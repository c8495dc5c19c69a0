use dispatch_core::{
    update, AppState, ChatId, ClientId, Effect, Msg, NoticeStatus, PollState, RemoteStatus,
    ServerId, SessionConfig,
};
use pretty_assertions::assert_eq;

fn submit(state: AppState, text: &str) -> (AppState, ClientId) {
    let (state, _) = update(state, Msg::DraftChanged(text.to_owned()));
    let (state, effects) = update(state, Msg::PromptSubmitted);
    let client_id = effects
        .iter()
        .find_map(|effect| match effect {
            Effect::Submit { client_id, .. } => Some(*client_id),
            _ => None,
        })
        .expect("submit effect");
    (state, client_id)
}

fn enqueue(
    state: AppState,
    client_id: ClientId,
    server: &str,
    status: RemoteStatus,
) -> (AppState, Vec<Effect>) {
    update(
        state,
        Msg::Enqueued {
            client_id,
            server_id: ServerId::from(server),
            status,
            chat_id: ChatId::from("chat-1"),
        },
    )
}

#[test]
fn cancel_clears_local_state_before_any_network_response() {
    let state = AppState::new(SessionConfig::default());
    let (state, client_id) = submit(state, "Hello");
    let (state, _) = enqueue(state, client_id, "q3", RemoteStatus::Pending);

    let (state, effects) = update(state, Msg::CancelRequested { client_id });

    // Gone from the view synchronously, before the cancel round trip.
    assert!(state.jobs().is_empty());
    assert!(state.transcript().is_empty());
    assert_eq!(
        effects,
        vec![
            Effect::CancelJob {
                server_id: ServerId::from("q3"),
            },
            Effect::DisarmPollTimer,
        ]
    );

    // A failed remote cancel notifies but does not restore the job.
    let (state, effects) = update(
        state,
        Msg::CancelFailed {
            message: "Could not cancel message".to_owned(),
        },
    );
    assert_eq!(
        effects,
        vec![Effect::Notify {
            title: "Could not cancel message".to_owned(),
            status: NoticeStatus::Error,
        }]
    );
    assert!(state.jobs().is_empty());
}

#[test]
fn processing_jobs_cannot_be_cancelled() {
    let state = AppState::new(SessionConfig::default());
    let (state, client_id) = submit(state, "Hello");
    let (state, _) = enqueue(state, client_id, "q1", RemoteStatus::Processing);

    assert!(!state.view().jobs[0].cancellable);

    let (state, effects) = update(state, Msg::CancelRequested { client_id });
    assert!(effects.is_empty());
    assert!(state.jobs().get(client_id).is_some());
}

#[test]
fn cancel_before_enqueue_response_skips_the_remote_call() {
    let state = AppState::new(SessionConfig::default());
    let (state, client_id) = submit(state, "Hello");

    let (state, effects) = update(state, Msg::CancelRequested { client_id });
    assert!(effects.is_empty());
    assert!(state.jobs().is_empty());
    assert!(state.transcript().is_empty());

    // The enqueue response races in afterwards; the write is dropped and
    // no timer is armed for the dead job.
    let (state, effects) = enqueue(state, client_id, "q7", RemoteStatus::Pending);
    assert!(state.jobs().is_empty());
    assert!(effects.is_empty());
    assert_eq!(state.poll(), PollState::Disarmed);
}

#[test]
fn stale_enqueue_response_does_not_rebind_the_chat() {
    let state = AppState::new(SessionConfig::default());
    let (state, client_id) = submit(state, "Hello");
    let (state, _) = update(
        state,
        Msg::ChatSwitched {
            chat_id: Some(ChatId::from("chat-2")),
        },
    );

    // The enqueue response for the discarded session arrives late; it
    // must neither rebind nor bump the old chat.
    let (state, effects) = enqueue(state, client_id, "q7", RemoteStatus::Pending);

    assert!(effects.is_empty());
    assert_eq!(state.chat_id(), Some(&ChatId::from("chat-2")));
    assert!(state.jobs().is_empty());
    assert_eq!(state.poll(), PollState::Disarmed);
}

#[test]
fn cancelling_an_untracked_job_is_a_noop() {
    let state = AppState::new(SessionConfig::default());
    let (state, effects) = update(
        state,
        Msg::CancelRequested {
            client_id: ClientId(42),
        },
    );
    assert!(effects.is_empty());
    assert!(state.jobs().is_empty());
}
================================
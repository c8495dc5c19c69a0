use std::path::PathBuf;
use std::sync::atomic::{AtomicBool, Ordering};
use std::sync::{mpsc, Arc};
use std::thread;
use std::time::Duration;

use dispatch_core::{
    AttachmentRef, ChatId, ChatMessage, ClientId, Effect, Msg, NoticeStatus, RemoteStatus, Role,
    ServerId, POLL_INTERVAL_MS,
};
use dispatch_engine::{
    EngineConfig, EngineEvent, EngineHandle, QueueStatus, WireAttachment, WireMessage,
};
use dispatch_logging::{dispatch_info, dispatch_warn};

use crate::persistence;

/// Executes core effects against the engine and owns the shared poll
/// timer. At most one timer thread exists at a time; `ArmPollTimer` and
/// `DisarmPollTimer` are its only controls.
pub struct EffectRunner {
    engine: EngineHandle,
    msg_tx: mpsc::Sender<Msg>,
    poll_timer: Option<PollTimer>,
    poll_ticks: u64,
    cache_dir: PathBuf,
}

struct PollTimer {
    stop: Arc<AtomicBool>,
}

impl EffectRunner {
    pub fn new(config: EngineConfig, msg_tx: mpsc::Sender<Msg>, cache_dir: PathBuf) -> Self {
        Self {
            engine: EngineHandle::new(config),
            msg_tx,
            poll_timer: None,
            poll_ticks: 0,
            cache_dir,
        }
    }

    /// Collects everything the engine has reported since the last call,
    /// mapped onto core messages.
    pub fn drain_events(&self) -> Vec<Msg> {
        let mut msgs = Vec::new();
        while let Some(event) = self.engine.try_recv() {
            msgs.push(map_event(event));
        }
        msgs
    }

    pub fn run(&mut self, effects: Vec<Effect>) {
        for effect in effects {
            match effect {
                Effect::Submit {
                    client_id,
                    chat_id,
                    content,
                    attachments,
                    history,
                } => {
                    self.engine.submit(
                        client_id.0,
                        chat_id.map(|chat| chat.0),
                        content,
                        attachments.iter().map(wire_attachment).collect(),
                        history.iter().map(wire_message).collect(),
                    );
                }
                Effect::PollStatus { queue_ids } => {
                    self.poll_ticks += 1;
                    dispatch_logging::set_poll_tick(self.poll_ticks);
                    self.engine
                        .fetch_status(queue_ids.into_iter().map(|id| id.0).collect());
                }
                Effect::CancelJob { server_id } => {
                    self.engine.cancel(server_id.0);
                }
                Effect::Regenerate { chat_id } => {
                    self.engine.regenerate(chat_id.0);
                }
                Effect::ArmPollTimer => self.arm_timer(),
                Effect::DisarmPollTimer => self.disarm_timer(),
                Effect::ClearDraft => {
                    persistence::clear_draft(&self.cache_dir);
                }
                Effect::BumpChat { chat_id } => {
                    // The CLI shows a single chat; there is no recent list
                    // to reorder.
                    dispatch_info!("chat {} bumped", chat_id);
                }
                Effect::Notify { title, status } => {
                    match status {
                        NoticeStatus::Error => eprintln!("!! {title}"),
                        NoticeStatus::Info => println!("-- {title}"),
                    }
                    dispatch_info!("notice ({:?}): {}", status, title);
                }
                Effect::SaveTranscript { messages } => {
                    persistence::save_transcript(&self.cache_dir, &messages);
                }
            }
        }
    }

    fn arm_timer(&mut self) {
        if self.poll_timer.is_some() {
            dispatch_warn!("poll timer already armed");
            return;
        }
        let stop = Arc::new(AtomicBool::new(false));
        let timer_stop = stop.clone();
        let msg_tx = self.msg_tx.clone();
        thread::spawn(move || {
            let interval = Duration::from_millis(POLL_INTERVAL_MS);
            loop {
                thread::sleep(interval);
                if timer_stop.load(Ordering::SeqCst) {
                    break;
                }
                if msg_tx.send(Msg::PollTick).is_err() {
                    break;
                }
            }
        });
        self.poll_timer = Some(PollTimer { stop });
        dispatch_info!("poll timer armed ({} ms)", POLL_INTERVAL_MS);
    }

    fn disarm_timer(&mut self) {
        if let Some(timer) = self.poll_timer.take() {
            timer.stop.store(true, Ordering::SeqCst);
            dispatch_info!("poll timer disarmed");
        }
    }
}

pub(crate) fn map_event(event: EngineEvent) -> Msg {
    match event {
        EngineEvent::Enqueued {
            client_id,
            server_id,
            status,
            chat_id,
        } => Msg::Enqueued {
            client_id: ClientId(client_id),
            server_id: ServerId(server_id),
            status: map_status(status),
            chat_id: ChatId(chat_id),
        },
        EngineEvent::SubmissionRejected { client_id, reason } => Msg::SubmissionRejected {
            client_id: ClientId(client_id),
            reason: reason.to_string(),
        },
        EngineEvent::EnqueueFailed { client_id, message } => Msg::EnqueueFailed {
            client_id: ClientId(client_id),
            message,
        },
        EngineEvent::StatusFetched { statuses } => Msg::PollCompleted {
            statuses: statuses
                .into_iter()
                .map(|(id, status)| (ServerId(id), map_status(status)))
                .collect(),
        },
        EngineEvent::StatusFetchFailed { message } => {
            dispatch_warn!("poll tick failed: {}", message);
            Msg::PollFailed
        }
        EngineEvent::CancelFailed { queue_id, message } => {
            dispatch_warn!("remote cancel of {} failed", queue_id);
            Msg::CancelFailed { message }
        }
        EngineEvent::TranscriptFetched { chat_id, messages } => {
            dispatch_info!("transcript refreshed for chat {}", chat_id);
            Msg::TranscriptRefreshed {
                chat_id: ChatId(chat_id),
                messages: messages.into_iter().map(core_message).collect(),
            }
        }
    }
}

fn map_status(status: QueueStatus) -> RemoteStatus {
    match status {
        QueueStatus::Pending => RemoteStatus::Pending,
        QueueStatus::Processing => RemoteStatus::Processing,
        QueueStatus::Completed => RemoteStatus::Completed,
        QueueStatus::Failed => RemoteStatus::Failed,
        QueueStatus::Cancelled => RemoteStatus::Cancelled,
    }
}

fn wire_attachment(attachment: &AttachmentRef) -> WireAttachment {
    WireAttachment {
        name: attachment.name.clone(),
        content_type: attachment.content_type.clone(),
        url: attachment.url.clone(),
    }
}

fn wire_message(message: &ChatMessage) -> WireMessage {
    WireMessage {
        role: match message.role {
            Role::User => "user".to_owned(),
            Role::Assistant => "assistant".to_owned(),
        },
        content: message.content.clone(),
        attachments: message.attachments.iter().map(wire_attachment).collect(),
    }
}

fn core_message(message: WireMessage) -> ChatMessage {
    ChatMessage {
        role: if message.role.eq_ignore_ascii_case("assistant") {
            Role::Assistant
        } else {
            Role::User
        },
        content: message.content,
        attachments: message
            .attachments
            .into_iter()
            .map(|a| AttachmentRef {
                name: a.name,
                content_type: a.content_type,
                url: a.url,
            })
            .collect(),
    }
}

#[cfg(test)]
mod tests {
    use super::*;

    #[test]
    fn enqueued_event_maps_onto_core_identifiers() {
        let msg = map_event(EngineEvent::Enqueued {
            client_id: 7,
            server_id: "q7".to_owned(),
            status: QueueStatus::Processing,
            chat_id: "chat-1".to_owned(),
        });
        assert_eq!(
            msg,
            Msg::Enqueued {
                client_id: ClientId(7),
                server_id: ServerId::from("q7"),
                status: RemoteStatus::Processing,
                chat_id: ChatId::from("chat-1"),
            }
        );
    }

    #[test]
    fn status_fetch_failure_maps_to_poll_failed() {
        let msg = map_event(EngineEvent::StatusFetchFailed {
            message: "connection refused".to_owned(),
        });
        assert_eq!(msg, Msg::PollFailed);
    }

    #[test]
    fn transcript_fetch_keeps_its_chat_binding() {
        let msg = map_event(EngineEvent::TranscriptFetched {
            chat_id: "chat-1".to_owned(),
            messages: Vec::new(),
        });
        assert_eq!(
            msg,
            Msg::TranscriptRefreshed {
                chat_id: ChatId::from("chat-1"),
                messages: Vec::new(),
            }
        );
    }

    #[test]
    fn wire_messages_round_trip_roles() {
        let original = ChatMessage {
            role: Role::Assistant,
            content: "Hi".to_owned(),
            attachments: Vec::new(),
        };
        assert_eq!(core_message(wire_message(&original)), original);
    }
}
================================
The answer is every line in the data where the word "original" appears.

        let original = ChatMessage {
        assert_eq!(core_message(wire_message(&original)), original);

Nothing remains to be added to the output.